Morgan, however, seemed to understand pretty clearly, to judge from the way he laughed and asked if Mr. Pat was well.
Rosalind nodded and wrote, "He has gone to Japan."
"So far? Coming home soon?"
With a mournful countenance she shook her head.
Morgan stood looking down on her with a smile that no longer seemed uncanny. Indeed, there was something almost sweet in the rugged face as he repeated, "Mr.
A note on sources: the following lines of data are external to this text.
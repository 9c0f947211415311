//! # hashcode-core
//!
//! Core types for deterministic 32-bit string hash codes.
//!
//! The hash itself is the base-31 polynomial recurrence
//! `hash = hash * 31 + unit`, wrapped to 32 bits after every step. This crate
//! builds on the const functions in `hashcode-utils` and adds:
//!
//! - [`StringHasher`] - incremental hashing of text that arrives in pieces
//! - [`HashScheme`] - code-point or UTF-16 code-unit hashing
//! - [`hash_utf8`] and [`hash_code_points`] - checked hashing of untyped input
//! - [`HashError`] - the error those checked functions return
//! - [`StableId`] - integer IDs hashed from string names

pub mod config;
pub mod error;
pub mod hasher;
pub mod stable_id;
pub mod text;

// Re-exports for convenience
pub use config::HashScheme;
pub use error::{HashError, HashResult};
pub use hasher::{StringHasher, MAX_CODE_POINT};
pub use stable_id::StableId;
pub use text::{hash_code_points, hash_utf8};

pub use hashcode_utils::{hash_step, string_hash, utf16_string_hash, HASH_MULTIPLIER};
//! Error types for the hashcode crates.

use std::fmt;

/// Input that cannot be interpreted as text.
///
/// Hashing a `&str` never fails. These errors only come from the checked
/// entry points that accept raw bytes or raw code points.
#[derive(Debug, Clone, PartialEq, Eq)]
pub enum HashError {
    /// The bytes are not valid UTF-8.
    InvalidUtf8 {
        /// Length of the longest valid UTF-8 prefix.
        valid_up_to: usize,
    },
    /// A value is larger than the last Unicode code point (U+10FFFF).
    CodePointOutOfRange {
        /// Position of the offending value in the input.
        index: usize,
        /// The offending value.
        value: u32,
    },
}

impl fmt::Display for HashError {
    fn fmt(&self, f: &mut fmt::Formatter<'_>) -> fmt::Result {
        match self {
            Self::InvalidUtf8 { valid_up_to } => {
                write!(f, "Invalid UTF-8: input is only valid up to byte {}", valid_up_to)
            }
            Self::CodePointOutOfRange { index, value } => {
                write!(f, "Code point out of range at index {}: 0x{:x}", index, value)
            }
        }
    }
}

impl std::error::Error for HashError {}

/// Result type for hashcode operations.
pub type HashResult<T> = Result<T, HashError>;

#[cfg(test)]
mod tests {
    use super::*;

    #[test]
    fn test_display_invalid_utf8() {
        let err = HashError::InvalidUtf8 { valid_up_to: 3 };
        assert_eq!(err.to_string(), "Invalid UTF-8: input is only valid up to byte 3");
    }

    #[test]
    fn test_display_code_point_out_of_range() {
        let err = HashError::CodePointOutOfRange {
            index: 2,
            value: 0x110000,
        };
        assert_eq!(err.to_string(), "Code point out of range at index 2: 0x110000");
    }
}
//! AST parsing for the `StableId` derive.
//!
//! This module transforms `syn::DeriveInput` into our intermediate representation.

use syn::spanned::Spanned;
use syn::{Data, DeriveInput, Fields};

use crate::ir::{StableIdIR, VariantIR};
use hashcode_utils::string_hash;

/// Parse a `DeriveInput` into our intermediate representation.
pub fn parse(input: DeriveInput) -> syn::Result<StableIdIR> {
    let data_enum = match &input.data {
        Data::Enum(e) => e,
        Data::Struct(_) => {
            return Err(syn::Error::new_spanned(
                &input,
                "#[derive(StableId)] only supports enums, not structs",
            ))
        }
        Data::Union(_) => {
            return Err(syn::Error::new_spanned(
                &input,
                "#[derive(StableId)] only supports enums, not unions",
            ))
        }
    };

    let mut variants = Vec::new();
    for variant in &data_enum.variants {
        match &variant.fields {
            Fields::Unit => {}
            Fields::Named(_) => {
                return Err(syn::Error::new_spanned(
                    variant,
                    "#[derive(StableId)] only supports unit variants (no fields)",
                ))
            }
            Fields::Unnamed(_) => {
                return Err(syn::Error::new_spanned(
                    variant,
                    "#[derive(StableId)] only supports unit variants (no tuple fields)",
                ))
            }
        }

        let name = extract_id_attribute(&variant.attrs)?
            .unwrap_or_else(|| variant.ident.to_string());

        variants.push(VariantIR {
            ident: variant.ident.clone(),
            hash_id: string_hash(&name),
            name,
            span: variant.span(),
        });
    }

    if variants.is_empty() {
        return Err(syn::Error::new_spanned(
            &input,
            "#[derive(StableId)] requires at least one variant",
        ));
    }

    Ok(StableIdIR {
        enum_name: input.ident.clone(),
        generics: input.generics.clone(),
        variants,
    })
}

/// Extract the name from an `#[id = "..."]` attribute.
fn extract_id_attribute(attrs: &[syn::Attribute]) -> syn::Result<Option<String>> {
    for attr in attrs {
        if attr.path().is_ident("id") {
            let name_value = attr.meta.require_name_value()?;
            if let syn::Expr::Lit(syn::ExprLit {
                lit: syn::Lit::Str(lit_str),
                ..
            }) = &name_value.value
            {
                return Ok(Some(lit_str.value()));
            } else {
                return Err(syn::Error::new_spanned(
                    &name_value.value,
                    "expected string literal for #[id = \"...\"]",
                ));
            }
        }
    }
    Ok(None)
}

#[cfg(test)]
mod tests {
    use super::*;

    fn parse_str(src: &str) -> syn::Result<StableIdIR> {
        parse(syn::parse_str(src).unwrap())
    }

    #[test]
    fn test_parse_variant_names() {
        let ir = parse_str(
            r#"
            enum NodeKind {
                #[id = "chance"]
                Chance,
                Decision,
            }
            "#,
        )
        .unwrap();

        assert_eq!(ir.enum_name, "NodeKind");
        assert_eq!(ir.variants.len(), 2);
        assert_eq!(ir.variants[0].name, "chance");
        assert_eq!(ir.variants[0].hash_id, string_hash("chance"));
        assert_eq!(ir.variants[1].name, "Decision");
        assert_eq!(ir.variants[1].hash_id, string_hash("Decision"));
    }

    #[test]
    fn test_rejects_struct() {
        let err = parse_str("struct Node { id: i32 }").err().unwrap();
        assert!(err.to_string().contains("only supports enums"));
    }

    #[test]
    fn test_rejects_variant_with_fields() {
        let err = parse_str("enum E { A(u8) }").err().unwrap();
        assert!(err.to_string().contains("unit variants"));

        let err = parse_str("enum E { A { x: u8 } }").err().unwrap();
        assert!(err.to_string().contains("unit variants"));
    }

    #[test]
    fn test_rejects_empty_enum() {
        let err = parse_str("enum E {}").err().unwrap();
        assert!(err.to_string().contains("at least one variant"));
    }

    #[test]
    fn test_rejects_non_string_id() {
        let err = parse_str("enum E { #[id = 5] A }").err().unwrap();
        assert!(err.to_string().contains("expected string literal"));
    }
}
Pat's little girl, well, well," as if it were quite incredible.
Rosalind longed to ask at least a dozen questions, but it is dampening to one's ardor to have to spell every word, and she only nodded and smiled in her turn as she handed back the tablet.
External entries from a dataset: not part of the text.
// src/db/catalog_queries.rs
use sqlx::PgPool;
use tracing::info;
use uuid::Uuid;

use crate::models::catalog::{
    CreateMatchRequest, CreatePlayerRequest, CreateTeamRequest, CreateTournamentRequest, Match,
    Player, Team, Tournament,
};

/// Queries for the entities participation records point at.
#[derive(Debug, Clone)]
pub struct CatalogQueries {
    pool: PgPool,
}

impl CatalogQueries {
    pub fn new(pool: PgPool) -> Self {
        Self { pool }
    }

    pub async fn create_tournament(
        &self,
        request: &CreateTournamentRequest,
    ) -> Result<Tournament, sqlx::Error> {
        let tournament = sqlx::query_as::<_, Tournament>(
            r#"
            INSERT INTO tournaments (id, name)
            VALUES ($1, $2)
            RETURNING id, name, created_at, updated_at
            "#,
        )
        .bind(Uuid::new_v4())
        .bind(request.name.trim())
        .fetch_one(&self.pool)
        .await?;

        info!("Created tournament {}", tournament.id);
        Ok(tournament)
    }

    pub async fn get_tournament(&self, id: Uuid) -> Result<Option<Tournament>, sqlx::Error> {
        sqlx::query_as::<_, Tournament>(
            "SELECT id, name, created_at, updated_at FROM tournaments WHERE id = $1",
        )
        .bind(id)
        .fetch_optional(&self.pool)
        .await
    }

    /// Fails with a foreign key violation when the tournament does not exist.
    pub async fn create_match(&self, request: &CreateMatchRequest) -> Result<Match, sqlx::Error> {
        let fixture = sqlx::query_as::<_, Match>(
            r#"
            INSERT INTO matches (id, tournament_id, name, scheduled_at)
            VALUES ($1, $2, $3, $4)
            RETURNING id, tournament_id, name, scheduled_at, created_at, updated_at
            "#,
        )
        .bind(Uuid::new_v4())
        .bind(request.tournament_id)
        .bind(request.name.trim())
        .bind(request.scheduled_at)
        .fetch_one(&self.pool)
        .await?;

        info!("Created match {} in tournament {}", fixture.id, fixture.tournament_id);
        Ok(fixture)
    }

    pub async fn get_match(&self, id: Uuid) -> Result<Option<Match>, sqlx::Error> {
        sqlx::query_as::<_, Match>(
            r#"
            SELECT id, tournament_id, name, scheduled_at, created_at, updated_at
            FROM matches
            WHERE id = $1
            "#,
        )
        .bind(id)
        .fetch_optional(&self.pool)
        .await
    }

    /// Participants and scores of the match go with it (ON DELETE CASCADE).
    pub async fn delete_match(&self, id: Uuid) -> Result<bool, sqlx::Error> {
        let result = sqlx::query("DELETE FROM matches WHERE id = $1")
            .bind(id)
            .execute(&self.pool)
            .await?;

        Ok(result.rows_affected() > 0)
    }

    pub async fn create_team(&self, request: &CreateTeamRequest) -> Result<Team, sqlx::Error> {
        sqlx::query_as::<_, Team>(
            r#"
            INSERT INTO teams (id, name)
            VALUES ($1, $2)
            RETURNING id, name, created_at, updated_at
            "#,
        )
        .bind(Uuid::new_v4())
        .bind(request.name.trim())
        .fetch_one(&self.pool)
        .await
    }

    pub async fn get_team(&self, id: Uuid) -> Result<Option<Team>, sqlx::Error> {
        sqlx::query_as::<_, Team>("SELECT id, name, created_at, updated_at FROM teams WHERE id = $1")
            .bind(id)
            .fetch_optional(&self.pool)
            .await
    }

    /// Fails with a foreign key violation when `team_id` points nowhere.
    pub async fn create_player(&self, request: &CreatePlayerRequest) -> Result<Player, sqlx::Error> {
        sqlx::query_as::<_, Player>(
            r#"
            INSERT INTO players (id, name, team_id)
            VALUES ($1, $2, $3)
            RETURNING id, name, team_id, created_at, updated_at
            "#,
        )
        .bind(Uuid::new_v4())
        .bind(request.name.trim())
        .bind(request.team_id)
        .fetch_one(&self.pool)
        .await
    }

    pub async fn get_player(&self, id: Uuid) -> Result<Option<Player>, sqlx::Error> {
        sqlx::query_as::<_, Player>(
            "SELECT id, name, team_id, created_at, updated_at FROM players WHERE id = $1",
        )
        .bind(id)
        .fetch_optional(&self.pool)
        .await
    }
}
"I wish father had taught me to talk on my fingers," she thought, feeling that one branch of her education had been neglected. "Perhaps Uncle Allan will, when he comes."
She watched the odd figure till it disappeared around a turn in the trim garden path, then she picked up the big red pillow which had fallen on the grass, and replacing it in one corner of the bench, curled herself up against it. The hymn book lay forgotten.
"I believe things are really beginning to happen," she said to herself. "You need not pretend they are not, for they are," she added, shaking her finger at the griffins with their provoking lack of expression. "You wouldn't make friends with anybody, not to save their lives, and it seemed as if I were never to get acquainted with a soul, when here I have met the magician in the most surprising way. And to think I didn't know him!"
The dream spirit was abroad in the garden. Across the lawn the shadows made mysterious progress; the sunlight seemed sifted through an enchanted veil, and like the touch of fairy fingers was the summer breeze against Rosalind's cheek, as with her head against the red pillow, she travelled for the first time in her life back into the past.